• Work to complete: Across the listing below, how many lines contain "ethabi"? Answer with the number and nothing else.

┌─ Given records

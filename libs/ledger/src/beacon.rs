//! Beacon indirection
//!
//! Every asset instance is a beacon proxy: it stores only its beacon's
//! address and asks the beacon for the current implementation on each call.
//! Re-pointing one beacon therefore upgrades every instance behind it without
//! touching per-instance storage.

use crate::error::{LedgerError, LedgerResult};
use crate::slots::{namespaced_slot, SlotMap};
use ethereum_types::{Address, H256};
use launch_config::storage::{BEACON_OWNER_NAMESPACE, IMPLEMENTATION_NAMESPACE};
use std::fmt;
use tracing::info;

/// Logic of an account that serves an implementation address
pub trait BeaconLogic: fmt::Debug + Send + Sync {
    /// Current implementation, `Address::zero()` when none is active
    fn implementation(&self, storage: &SlotMap) -> Address;

    /// Re-point the beacon; most beacons are governed elsewhere
    fn upgrade_to(
        &self,
        _storage: &mut SlotMap,
        _sender: Address,
        _new_implementation: Address,
    ) -> LedgerResult<()> {
        Err(LedgerError::Unsupported("upgrade_to"))
    }
}

pub fn implementation_slot() -> H256 {
    namespaced_slot(IMPLEMENTATION_NAMESPACE)
}

pub fn owner_slot() -> H256 {
    namespaced_slot(BEACON_OWNER_NAMESPACE)
}

/// Owner-controlled beacon holding its implementation in storage
#[derive(Debug, Clone, Copy, Default)]
pub struct UpgradeableBeacon;

impl UpgradeableBeacon {
    /// Storage of a freshly deployed beacon
    pub fn genesis_storage(owner: Address, implementation: Address) -> SlotMap {
        let mut storage = SlotMap::default();
        storage.insert(owner_slot(), owner);
        storage.insert(implementation_slot(), implementation);
        storage
    }

    pub fn owner(storage: &SlotMap) -> Address {
        storage.get::<Address>(&owner_slot()).copied().unwrap_or_default()
    }
}

impl BeaconLogic for UpgradeableBeacon {
    fn implementation(&self, storage: &SlotMap) -> Address {
        storage
            .get::<Address>(&implementation_slot())
            .copied()
            .unwrap_or_default()
    }

    fn upgrade_to(
        &self,
        storage: &mut SlotMap,
        sender: Address,
        new_implementation: Address,
    ) -> LedgerResult<()> {
        if Self::owner(storage) != sender {
            return Err(LedgerError::Unauthorized(sender));
        }
        storage.insert(implementation_slot(), new_implementation);
        info!("🔁 Beacon re-pointed to {:?}", new_implementation);
        Ok(())
    }
}
//! Content-addressed deployment
//!
//! A beacon proxy's address is fully determined by the deployer, a salt and
//! its init code, where the init code is the proxy creation bytecode followed
//! by `abi.encode(beacon, initData)`:
//!
//! ```text
//! address = low160(keccak256(0xff ‖ deployer ‖ salt ‖ keccak256(initCode)))
//! ```
//!
//! The factory in the control plane and the runtime both build init code
//! through [`init_code`], so a prediction only diverges from the deployed
//! address when the two sides hold different creation bytecode.

use ethabi::Token;
use ethereum_types::{Address, H256};
use launch_types::{keccak256, low160};

/// Creation bytecode of the beacon proxy template
///
/// Constructor arguments are appended ABI-encoded; the runtime interprets the
/// deployed proxy natively, so only the bytes' identity matters here.
pub const BEACON_PROXY_CREATION_CODE: &[u8] = &[
    0x60, 0x80, 0x60, 0x40, 0x52, 0x60, 0x40, 0x51, 0x61, 0x04, 0x9a, 0x38, 0x03, 0x80, 0x61,
    0x04, 0x9a, 0x83, 0x39, 0x81, 0x01, 0x60, 0x40, 0x81, 0x90, 0x52, 0x61, 0x00, 0x22, 0x91,
    0x61, 0x02, 0x2e, 0x56, 0x5b, 0x61, 0x00, 0x2c, 0x82, 0x82, 0x61, 0x00, 0x33, 0x56, 0x5b,
    0x50, 0x50, 0x61, 0x03, 0x26, 0x56, 0x5b, 0x7f, 0xa3, 0xf0, 0xad, 0x74, 0xe5, 0x42, 0x3a,
    0xeb, 0xfd, 0x80, 0xd3, 0xef, 0x43, 0x46, 0x57, 0x83, 0x35, 0xa9, 0xa7, 0x2a, 0xea, 0xee,
    0x59, 0xff, 0x6c, 0xb3, 0x58, 0x2b, 0x35, 0x13, 0x3d, 0x50, 0x56, 0xfe,
];

/// Proxy init code: `creation_code ‖ abi.encode(beacon, init_data)`
pub fn init_code(creation_code: &[u8], beacon: Address, init_data: &[u8]) -> Vec<u8> {
    let args = ethabi::encode(&[Token::Address(beacon), Token::Bytes(init_data.to_vec())]);
    let mut code = Vec::with_capacity(creation_code.len() + args.len());
    code.extend_from_slice(creation_code);
    code.extend_from_slice(&args);
    code
}

/// EIP-1014 address of `init_code` deployed by `deployer` with `salt`
pub fn create2_address(deployer: Address, salt: H256, init_code: &[u8]) -> Address {
    let mut preimage = Vec::with_capacity(1 + 20 + 32 + 32);
    preimage.push(0xff);
    preimage.extend_from_slice(deployer.as_bytes());
    preimage.extend_from_slice(salt.as_bytes());
    preimage.extend_from_slice(keccak256(init_code).as_bytes());
    low160(keccak256(preimage))
}

/// Nonce-derived address for plain deployments
pub fn create_address(deployer: Address, nonce: u64) -> Address {
    let mut preimage = Vec::with_capacity(20 + 8);
    preimage.extend_from_slice(deployer.as_bytes());
    preimage.extend_from_slice(&nonce.to_be_bytes());
    low160(keccak256(preimage))
}
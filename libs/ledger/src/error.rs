//! Ledger runtime errors
//!
//! Any error returned from inside [`Ledger::atomically`](crate::Ledger::atomically)
//! discards every effect of the enclosing step.

use launch_curve::CurveError;
use launch_types::{Address, ValidationError, U256};
use thiserror::Error;

#[derive(Debug, Error, Clone, PartialEq, Eq)]
pub enum LedgerError {
    #[error("Account {account:?} holds {balance} native units, needs {needed}")]
    InsufficientNativeBalance {
        account: Address,
        balance: U256,
        needed: U256,
    },

    #[error("Account {account:?} holds {balance} tokens, needs {needed}")]
    InsufficientBalance {
        account: Address,
        balance: U256,
        needed: U256,
    },

    #[error("Spender {spender:?} may move {allowance} of {owner:?}'s tokens, needs {needed}")]
    InsufficientAllowance {
        owner: Address,
        spender: Address,
        allowance: U256,
        needed: U256,
    },

    #[error("Invalid receiver {0:?}")]
    InvalidReceiver(Address),

    #[error("Address {0:?} already holds code")]
    AddressOccupied(Address),

    #[error("Address {0:?} holds no contract code")]
    NotAContract(Address),

    #[error("Address {0:?} is not an asset instance")]
    NotAnAsset(Address),

    #[error("Address {0:?} is not a beacon")]
    NotABeacon(Address),

    #[error("No active implementation behind {0:?}")]
    ImplementationNotSet(Address),

    #[error("Account {0:?} is not authorized")]
    Unauthorized(Address),

    #[error("Asset {0:?} is already initialized")]
    AlreadyInitialized(Address),

    #[error("Asset {0:?} is not initialized")]
    NotInitialized(Address),

    #[error("Operation '{0}' is not supported by this asset family")]
    Unsupported(&'static str),

    #[error("Output {actual} is below the minimum {minimum}")]
    Slippage { minimum: U256, actual: U256 },

    #[error("Supply would fall to {remaining}, below the floor {minimum}")]
    SupplyBelowMinimum { remaining: U256, minimum: U256 },

    #[error("Supply would reach {resulting}, above the ceiling {maximum}")]
    SupplyAboveMaximum { resulting: U256, maximum: U256 },

    #[error("Arithmetic overflow in {0}")]
    Overflow(&'static str),

    #[error("Supply would reach {resulting}, above the cap {cap}")]
    CapExceeded { resulting: U256, cap: U256 },

    #[error("Permit expired at {deadline}, now {now}")]
    PermitExpired { deadline: U256, now: u64 },

    #[error("Permit signed by {recovered:?}, expected {expected:?}")]
    InvalidSigner { recovered: Address, expected: Address },

    #[error("Invalid signature: {0}")]
    InvalidSignature(String),

    #[error("Invalid calldata: {0}")]
    InvalidCalldata(String),

    #[error("Validation failed: {0}")]
    Validation(#[from] ValidationError),

    #[error("Pricing failed: {0}")]
    Curve(#[from] CurveError),
}

pub type LedgerResult<T> = Result<T, LedgerError>;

└─

• Solution for this exercise: 2